Paul, Herb and I cut a few Old growth in the 90's that had 350 + years in 30"- 35" inches diameter. When the wholly Adelaide hit our hemlock, these figures were common. Sadly, most of the trees had "shake", so much went to waste. I gave a few cookie cuts to Penn State and Rutgers, but saw no way to retain any for myself at the time. Can only keep so much...Nice to see others have taken time to remember....


----------



## phinds (May 10, 2015)

Mr. Peet said:


> Paul, Herb and I cut a few Old growth in the 90's that had 350 + years in 30"- 35" inches diameter. When the wholly Adelaide hit our hemlock, these figures were common. Sadly, most of the trees had "shake", so much went to waste. I gave a few cookie cuts to Penn State and Rutgers, but saw no way to retain any for myself at the time. Can only keep so much...Nice to see others have taken time to remember....


So at most you're talking about 19 to 23 rings/inch but this one from Collin is 30+/inch, at least in the left-hand-side one inch of his pic and that's considerably more. Of course it IS a limited area of the wood and the ones you are talking about are that much on average for the whole radius. Pretty cool. Too bad you don't still have any. You've GOT to buy a much bigger house so you can keep more wood 

EDIT: I've been to Mark's house. Every time you turn around you risk stumbling over wood (Except in the living room --- I think Ellen doesn't allow any in there). Some people have bookshelves with books on them. Mark has bookshelves too, but he believes "bookshelves" were made for wood storage.

Reactions: Like 2


----------



## Mr. Peet (May 11, 2015)

I thought everybody used book shelves for piling stuff on. I just thought wood was a good choice.

Yes, the average would be 19-23 rings per inch on a straight graph, however the first 50 to 75 years for most of those monsters we felled were the normal 4-7 growth rings per inch excluding several drought years. The Rutgers's piece had over 50 rings per inch in a section, beyond what I counted, but I trust there folks were accurate.

Who knows what Penn State did with their slice of the past. They already have a great wall cookie on display (old Henry I think) of a slice taken from a tree out of Allan Seeger State Park from 32' feet above stump that dwarfs many numbers. It was around 510 years old and 34" inches in diameter. That's old growth for sure. I'll check with the curator to make sure my numbers are in the ball park.


----------



## ripjack13 (May 11, 2015)

Here's the lil bit of blocks I have.
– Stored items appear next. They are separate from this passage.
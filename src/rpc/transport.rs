use std::time::{Duration, Instant};

use log::debug;
use reqwest::header::HeaderMap;
use reqwest::{Method, StatusCode};
use tokio::sync::RwLock;
use url::Url;

use super::error::TransportError;
use crate::config::ClientConfig;

/// One completed HTTP exchange: status, response headers, raw body bytes.
pub(crate) struct Exchange {
    pub status: StatusCode,
    pub headers: HeaderMap,
    pub body: Vec<u8>,
}

/// Performs single HTTP(S) request/response exchanges.
///
/// No retry happens at this layer; retry policy, if any, belongs to the
/// caller. TLS versus plain is decided by the URL scheme.
pub(crate) struct HttpTransport {
    client: reqwest::Client,
    last_latency: RwLock<Option<(Duration, Instant)>>,
}

impl HttpTransport {
    pub fn new(config: &ClientConfig, user_agent: &str) -> Result<Self, anyhow::Error> {
        let mut builder = reqwest::Client::builder()
            .timeout(Duration::from_secs(config.timeout_secs))
            .connect_timeout(Duration::from_secs(config.connect_timeout_secs))
            .user_agent(user_agent);

        if config.accept_invalid_certs {
            builder = builder.danger_accept_invalid_certs(true);
        }

        let client = builder.build()?;

        Ok(Self {
            client,
            last_latency: RwLock::new(None),
        })
    }

    pub async fn execute(
        &self,
        method: Method,
        url: Url,
        headers: HeaderMap,
        body: Option<Vec<u8>>,
    ) -> Result<Exchange, TransportError> {
        let start = Instant::now();

        let mut req = self.client.request(method.clone(), url.clone()).headers(headers);
        if let Some(body) = body {
            req = req.body(body);
        }

        let resp = req.send().await.map_err(TransportError::from_reqwest)?;
        let latency = start.elapsed();
        self.update_latency(latency).await;

        let status = resp.status();
        let headers = resp.headers().clone();
        let body = resp
            .bytes()
            .await
            .map_err(TransportError::from_reqwest)?
            .to_vec();

        debug!(method:% = method, url:% = url, status = status.as_u16(), bytes = body.len(); "HTTP exchange complete");

        Ok(Exchange {
            status,
            headers,
            body,
        })
    }

    async fn update_latency(&self, duration: Duration) {
        *self.last_latency.write().await = Some((duration, Instant::now()));
    }

    pub async fn last_latency(&self) -> Option<Duration> {
        self.last_latency.read().await.map(|(d, _)| d)
    }
}
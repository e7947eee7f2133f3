//! High-level administration client.
//!
//! [`AdminClient`] is the public surface of the crate: configure an
//! endpoint through a [`ProductProfile`], log in, issue named RPC methods,
//! upload raw payloads over the same session, log out.

use std::path::Path;
use std::time::Duration;

use log::{debug, info, warn};
use reqwest::Method;
use reqwest::header::{ACCEPT, CONTENT_TYPE, HeaderMap, HeaderValue};
use serde_json::{Value, json};
use url::Url;

use super::envelope::{RpcPayload, RpcRequest, decode_response};
use super::error::{ApiError, AuthError, CodecError, FileError, TransportError};
use super::session::{LoginState, Session};
use super::transport::{Exchange, HttpTransport};
use crate::config::ClientConfig;
use crate::log::mask_string;
use crate::profile::{Application, Endpoint, ProductProfile};

/// Content type of the vendor-specific binary upload channel.
const UPLOAD_CONTENT_TYPE: &str = "application/k-upload";

/// A binary transfer prepared for the upload channel. Transient, built per
/// upload call; not part of session state.
#[derive(Debug, Clone)]
pub struct UploadDescriptor {
    /// Base name of the uploaded file, as presented to the server.
    pub filename: String,
    /// Reference id of the item the file belongs to.
    pub parent_id: i64,
    /// Payload length in bytes.
    pub length: u64,
}

/// JSON-RPC administration client for one server product.
///
/// One instance owns one logical session. Every entry point takes
/// `&mut self`, so a client admits no overlapping in-flight calls and
/// needs no internal locking; concurrent administration uses independent
/// instances, each with its own session and endpoint.
///
/// # Example
///
/// ```rust,no_run
/// use adminrpc::{AdminClient, Application, ClientConfig, ProductProfile};
///
/// # async fn example() -> Result<(), anyhow::Error> {
/// let mut api = AdminClient::new(
///     ProductProfile::operator(),
///     Application::new("Sample application", "Company Ltd.", "1.0"),
///     ClientConfig::default(),
/// )?;
///
/// api.login("operator.company.tld", "admin", "SecretPassword").await?;
/// let extensions = api.send_request("Extensions.get", None).await?;
/// println!("{extensions}");
/// api.logout().await?;
/// # Ok(())
/// # }
/// ```
pub struct AdminClient {
    profile: ProductProfile,
    application: Application,
    version: String,
    port: u16,
    path: String,
    host: Option<String>,
    use_tls: bool,
    transport: HttpTransport,
    session: Session,
    next_id: u64,
}

impl AdminClient {
    /// Creates a client for the given product profile and application
    /// identity.
    ///
    /// # Errors
    ///
    /// Returns an error if the HTTP transport cannot be initialized (e.g.
    /// TLS backend initialization failure).
    pub fn new(
        profile: ProductProfile,
        application: Application,
        config: ClientConfig,
    ) -> Result<Self, anyhow::Error> {
        let user_agent = config
            .user_agent
            .clone()
            .unwrap_or_else(|| format!("{}/{}", application.name, application.version));
        let transport = HttpTransport::new(&config, &user_agent)?;

        Ok(Self {
            version: profile.protocol_version.clone(),
            port: profile.default_port,
            path: profile.api_path.clone(),
            host: None,
            use_tls: config.use_tls,
            profile,
            application,
            transport,
            session: Session::default(),
            next_id: 0,
        })
    }

    /// Authenticates against `host` and stores the resulting session
    /// token/cookies for subsequent calls.
    ///
    /// Calling `login` while already logged in replaces the existing
    /// session: the prior token is discarded locally (no implicit logout
    /// RPC) and a warning is logged.
    ///
    /// # Errors
    ///
    /// - [`AuthError::InvalidCredentials`] when the server rejects the
    ///   handshake with an RPC error.
    /// - [`TransportError`]/[`CodecError`] variants propagate unchanged.
    pub async fn login(
        &mut self,
        host: &str,
        username: &str,
        password: &str,
    ) -> Result<Value, ApiError> {
        if self.session.state() == LoginState::LoggedIn {
            warn!(host = host; "login() called while a session is active, replacing the existing session");
        }
        self.session.invalidate();

        self.host = Some(host.to_string());
        self.session.begin_login();

        let user = mask_string(username);
        info!(host = host, user = &*user, method = &*self.profile.login_method; "Logging in");

        let params = json!({
            "userName": username,
            "password": password,
            "application": self.application,
        });

        let login_method = self.profile.login_method.clone();
        match self.call(&login_method, Some(params)).await {
            Ok(result) => {
                let token = result
                    .get(&self.profile.token_field)
                    .and_then(Value::as_str)
                    .map(str::to_owned);
                if token.is_none() {
                    debug!(field = &*self.profile.token_field; "Login result carries no token field, relying on cookies");
                }
                self.session.complete_login(token);
                info!(host = host; "Login successful");
                Ok(result)
            }
            Err(ApiError::Remote(remote)) => {
                self.session.abort_login();
                Err(AuthError::InvalidCredentials(remote.message).into())
            }
            Err(other) => {
                self.session.abort_login();
                Err(other)
            }
        }
    }

    /// Issues the product's logout RPC if logged in, then unconditionally
    /// clears local session state.
    ///
    /// A failure of the logout exchange is still reported, but the local
    /// session is discarded regardless, so no later call can carry the
    /// stale token.
    pub async fn logout(&mut self) -> Result<(), ApiError> {
        if self.session.state() != LoginState::LoggedIn {
            self.session.invalidate();
            return Ok(());
        }

        let logout_method = self.profile.logout_method.clone();
        info!(method = &*logout_method; "Logging out");

        let outcome = self.call(&logout_method, None).await;
        self.session.invalidate();

        match outcome {
            Ok(_) => Ok(()),
            Err(e) => {
                warn!(error:% = e; "Logout RPC failed, local session discarded anyway");
                Err(e)
            }
        }
    }

    /// Sends a named RPC method with optional parameters and returns the
    /// decoded `result` value.
    ///
    /// This is the single generic entry point: no retries, no fallback.
    /// [`RemoteError`](super::error::RemoteError), [`TransportError`],
    /// [`CodecError`], and [`AuthError`] all propagate unchanged. After
    /// the server reports session expiry, calls fail fast with
    /// [`AuthError::SessionExpired`] without touching the network until
    /// the next login.
    ///
    /// # Example
    ///
    /// ```rust,no_run
    /// use serde_json::json;
    /// # use adminrpc::{AdminClient, ApiError};
    /// # async fn example(api: &mut AdminClient) -> Result<(), ApiError> {
    /// let users = api
    ///     .send_request("Users.get", Some(json!({"query": {"limit": 100}})))
    ///     .await?;
    /// println!("{}", users["totalItems"]);
    /// # Ok(())
    /// # }
    /// ```
    pub async fn send_request(
        &mut self,
        method: &str,
        params: Option<Value>,
    ) -> Result<Value, ApiError> {
        if self.session.is_expired() {
            return Err(AuthError::SessionExpired.into());
        }
        self.call(method, params).await
    }

    /// Reconfigures the JSON-RPC version, port, and path used by future
    /// requests.
    ///
    /// Intended for switching sub-endpoints of the same authenticated
    /// server (e.g. administration vs. end-user component); the stored
    /// session token is untouched. May also be called before `login` to
    /// override the profile defaults.
    pub fn set_json_rpc(&mut self, version: &str, port: u16, path: &str) {
        debug!(version = version, port = port, path = path; "Switching JSON-RPC endpoint settings");
        self.version = version.to_string();
        self.port = port;
        self.path = path.to_string();
    }

    /// Uploads a local file over the session's binary transfer channel and
    /// returns the server's `result` value.
    ///
    /// The file content is read fully and the handle released before any
    /// network I/O begins.
    ///
    /// # Errors
    ///
    /// [`FileError::NotReadable`] when the file cannot be read or is
    /// empty; no network call is made in that case. An empty body would
    /// indicate a read failure to the server, so zero-length uploads are
    /// rejected locally.
    pub async fn upload_file(
        &mut self,
        path: impl AsRef<Path>,
        parent_id: Option<i64>,
    ) -> Result<Value, ApiError> {
        let path = path.as_ref();

        let payload = tokio::fs::read(path).await.map_err(|e| FileError::NotReadable {
            path: path.to_path_buf(),
            reason: e.to_string(),
        })?;
        if payload.is_empty() {
            return Err(FileError::NotReadable {
                path: path.to_path_buf(),
                reason: "file is empty".to_string(),
            }
            .into());
        }

        let filename = path
            .file_name()
            .and_then(|n| n.to_str())
            .unwrap_or_default()
            .to_string();
        if filename.is_empty() {
            return Err(FileError::NotReadable {
                path: path.to_path_buf(),
                reason: "no usable file name".to_string(),
            }
            .into());
        }

        let descriptor = UploadDescriptor {
            filename,
            parent_id: parent_id.unwrap_or(0),
            length: payload.len() as u64,
        };

        self.put_upload(descriptor, payload).await
    }

    /// Fetches the product's constant table: issues the profile's
    /// constants method and returns the profile-named field of the result.
    pub async fn get_constants(&mut self) -> Result<Value, ApiError> {
        let method = self.profile.constants_method.clone();
        let result = self.send_request(&method, None).await?;

        let field = self.profile.constants_field.clone();
        result.get(&field).cloned().ok_or_else(|| {
            CodecError::Malformed(format!("result carries no `{field}` member")).into()
        })
    }

    /// Current authentication state.
    pub fn login_state(&self) -> LoginState {
        self.session.state()
    }

    /// The stored session token, if any.
    pub fn session_token(&self) -> Option<&str> {
        self.session.token()
    }

    /// URL future requests would be sent to; `None` before `login`.
    pub fn endpoint_url(&self) -> Option<String> {
        self.endpoint().ok().map(|e| e.to_string())
    }

    /// Round-trip time of the most recent exchange, if any.
    pub async fn last_request_latency(&self) -> Option<Duration> {
        self.transport.last_latency().await
    }

    fn endpoint(&self) -> Result<Endpoint, ApiError> {
        let host = self.host.as_ref().ok_or(ApiError::NotConnected)?;
        Ok(Endpoint {
            host: host.clone(),
            port: self.port,
            path: self.path.clone(),
            use_tls: self.use_tls,
        })
    }

    fn endpoint_url_checked(&self) -> Result<Url, ApiError> {
        let endpoint = self.endpoint()?;
        endpoint.url().map_err(|e| {
            TransportError::ConnectFailed(format!("invalid endpoint {endpoint}: {e}")).into()
        })
    }

    /// One JSON-RPC exchange: envelope, session context, POST, decode.
    async fn call(&mut self, method: &str, params: Option<Value>) -> Result<Value, ApiError> {
        let url = self.endpoint_url_checked()?;

        self.next_id += 1;
        let id = self.next_id;
        let body = RpcRequest::new(&self.version, id, method, params).to_bytes()?;

        let mut headers = HeaderMap::new();
        headers.insert(CONTENT_TYPE, HeaderValue::from_static("application/json"));
        headers.insert(ACCEPT, HeaderValue::from_static("application/json"));
        self.session.apply(&mut headers, &self.profile.token_header);

        debug!(method = method, id = id; "Sending JSON-RPC request");
        let exchange = self
            .transport
            .execute(Method::POST, url, headers, Some(body))
            .await?;

        self.finish_exchange(exchange, Some(id))
    }

    /// Raw binary PUT over the upload channel, reusing the same session
    /// context and response decoding as ordinary calls.
    async fn put_upload(
        &mut self,
        descriptor: UploadDescriptor,
        payload: Vec<u8>,
    ) -> Result<Value, ApiError> {
        if self.session.is_expired() {
            return Err(AuthError::SessionExpired.into());
        }

        let mut url = self.endpoint_url_checked()?;
        url.query_pairs_mut()
            .append_pair("method", "PutFile")
            .append_pair("filename", &descriptor.filename)
            .append_pair("parentId", &descriptor.parent_id.to_string())
            .append_pair("length", &descriptor.length.to_string());

        let mut headers = HeaderMap::new();
        headers.insert(ACCEPT, HeaderValue::from_static("*/*"));
        headers.insert(CONTENT_TYPE, HeaderValue::from_static(UPLOAD_CONTENT_TYPE));
        self.session.apply(&mut headers, &self.profile.token_header);

        info!(filename = &*descriptor.filename, parent = descriptor.parent_id, length = descriptor.length; "Uploading file");
        let exchange = self
            .transport
            .execute(Method::PUT, url, headers, Some(payload))
            .await?;

        self.finish_exchange(exchange, None)
    }

    /// Shared response tail: absorb cookies, decode the envelope, detect
    /// session expiry, unwrap result or surface the server error.
    fn finish_exchange(
        &mut self,
        exchange: Exchange,
        expected_id: Option<u64>,
    ) -> Result<Value, ApiError> {
        if self.session.state() != LoginState::LoggedOut {
            self.session.absorb_cookies(&exchange.headers);
        }

        let status = exchange.status;
        let response = decode_response(&exchange.body).map_err(|e| match e {
            CodecError::Malformed(reason) if !status.is_success() => {
                CodecError::Malformed(format!("HTTP {status}: {reason}"))
            }
            other => other,
        })?;

        if let (Some(expected), Some(got)) = (expected_id, &response.id) {
            if got.as_u64() != Some(expected) {
                warn!(expected = expected, got:? = got; "Response id does not match request id");
            }
        }

        match response.payload {
            RpcPayload::Result(result) => Ok(result),
            RpcPayload::Error(remote) => {
                if self.session.state() == LoginState::LoggedIn
                    && self.profile.session_expired_codes.contains(&remote.code)
                {
                    warn!(code = remote.code; "Server reports the session expired, invalidating local session");
                    self.session.mark_expired();
                }
                Err(remote.into())
            }
        }
    }
}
It is very dense and fairly heavy...no idea what it is. But it's awesome...

Reactions: Way Cool 1


----------



## phinds (May 11, 2015)

I'd put my money on Douglas fir, based on the resin canals and the thickness of much of the latewood

You can see some on my site with very dense rings.

Reactions: Thank You! 1


----------



## Schroedc (May 11, 2015)

phinds said:


> I'd put my money on Douglas fir, based on the resin canals and the thickness of much of the latewood
> 
> You can see some on my site with very dense rings.



I'd have to agree- You should see the pile of lumber from a 100 year old house I picked up, the rings are that tight on that stuff too.

Reactions: Like 1


----------



## Mr. Peet (May 11, 2015)

Rip,

Is the fresh cut (old wood) smooth or sticky? Does it have a smell? I can't see the colors well.

First glance, I thought heart pine, but then thought old growth "Bald cypress", or maybe "Pitch pine". Doug-fir is likely a good match. I would look up these 4 maybes on Paul's site and try to color match and grain match your pieces. Resin canals may be the boat to follow....

Reactions: Thank You! 1


----------



## SENC (May 11, 2015)

I would have bet heart pine, though I'd defer to the experts. Looks a lot like the stuff we see around here in old house and barn sills.


----------



## phinds (May 11, 2015)

SENC said:


> I would have bet heart pine, though I'd defer to the experts. Looks a lot like the stuff we see around here in old house and barn sills.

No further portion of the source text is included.